- Born: June 6, 1909
- Died: October 12, 2002 (aged 93) Oberlin, Ohio
- Education: Oberlin College
- Occupations: classical cellist, music theorist; U.S. Army Air Corps Band stationed in England
- Notable work: Our First 100 Years; a brief history of the Oberlin College Conservatory of Music

= Willard Warch =

American cellist and music theorist (1909–2002)

Willard Franklin Warch (June 6, 1909 – October 12, 2002) was an American classical cellist and music theorist from Chicago. He was schoolmaster at Punahou School in Honolulu, first cello with the Honolulu Symphony and a professor of Music and Theory at Oberlin College for 30 years.

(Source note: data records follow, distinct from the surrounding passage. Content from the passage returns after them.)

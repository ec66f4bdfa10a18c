//! Request dispatch: one `Request` variant → one `InkSession` method.

use std::collections::BTreeSet;

use tracing::debug;

use crate::batch::BatchStream;
use crate::error::Result;
use crate::inference::RankedCandidates;
use crate::ink::StrokeAppended;
use crate::ipc::events::{AckResponse, BatchEvent, ModelsResponse, RecognitionResponse};
use crate::ipc::request::Request;
use crate::registry::ModelIdentifier;
use crate::session::InkSession;

/// Outcome of one handled request.
#[derive(Debug)]
pub enum Reply {
    Erased,
    StrokeAppended(StrokeAppended),
    Recognized(RankedCandidates),
    /// Single terminal model event (`deleteModel`).
    Event(BatchEvent),
    /// Multi-event model batch; drain until it closes.
    Stream(BatchStream),
    Models(BTreeSet<ModelIdentifier>),
}

impl Reply {
    /// Wire representation for single-shot replies. `Stream` has none: its
    /// events are written one by one as they arrive.
    pub fn to_json(&self) -> Option<serde_json::Value> {
        let value = match self {
            Reply::Erased => {
                serde_json::to_value(AckResponse::ok("Erased stored stroke and point data."))
            }
            Reply::StrokeAppended(ack) => serde_json::to_value(AckResponse::ok(ack.message())),
            Reply::Recognized(ranked) => serde_json::to_value(RecognitionResponse {
                ok: true,
                msg: "Recognized successfully".into(),
                model: ranked.model.language_tag().to_string(),
                results: ranked.to_results(),
            }),
            Reply::Event(event) => serde_json::to_value(event),
            Reply::Models(models) => serde_json::to_value(ModelsResponse {
                ok: true,
                msg: if models.is_empty() {
                    "No models are downloaded.".into()
                } else {
                    "Successfully retrieved models.".into()
                },
                models: models.iter().map(|m| m.language_tag().to_string()).collect(),
            }),
            Reply::Stream(_) => return None,
        };
        value.ok()
    }
}

impl InkSession {
    /// Dispatch one host request.
    pub async fn handle(&self, request: Request) -> Result<Reply> {
        debug!(op = request.name(), "handling request");
        match request {
            Request::Erase => {
                self.erase();
                Ok(Reply::Erased)
            }
            Request::LogStroke(payload) => self.log_stroke(&payload).map(Reply::StrokeAppended),
            Request::Recognize { model, context } => self
                .recognize(model.as_deref(), context.as_ref())
                .await
                .map(Reply::Recognized),
            Request::DownloadModel { model } => self.download_model(&model).map(Reply::Stream),
            Request::DownloadModels { models } => Ok(Reply::Stream(self.download_models(models))),
            Request::DeleteModel { model } => self.delete_model(&model).await.map(Reply::Event),
            Request::DeleteModels { models } => Ok(Reply::Stream(self.delete_models(models))),
            Request::DeleteAllModels => self.delete_all_models().await.map(Reply::Stream),
            Request::ListDownloadedModels => {
                self.list_downloaded_models().await.map(Reply::Models)
            }
        }
    }
}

Warch was a member of the Oberlin Orchestra cello section from 1927 to 1931 and a student at Oberlin College. In 1931, he graduated, having earned both the B.Mus. and M.Mus. degrees at Oberlin. From 1942 to 1945, Warch served in the U.S. Army Air Corps as a member of the Army Air Corps Band stationed in England. He authored five music study textbooks as well as Our First 100 Years; a brief history of the Oberlin College Conservatory of Music.

He died in Oberlin, Ohio in 2002, aged 93.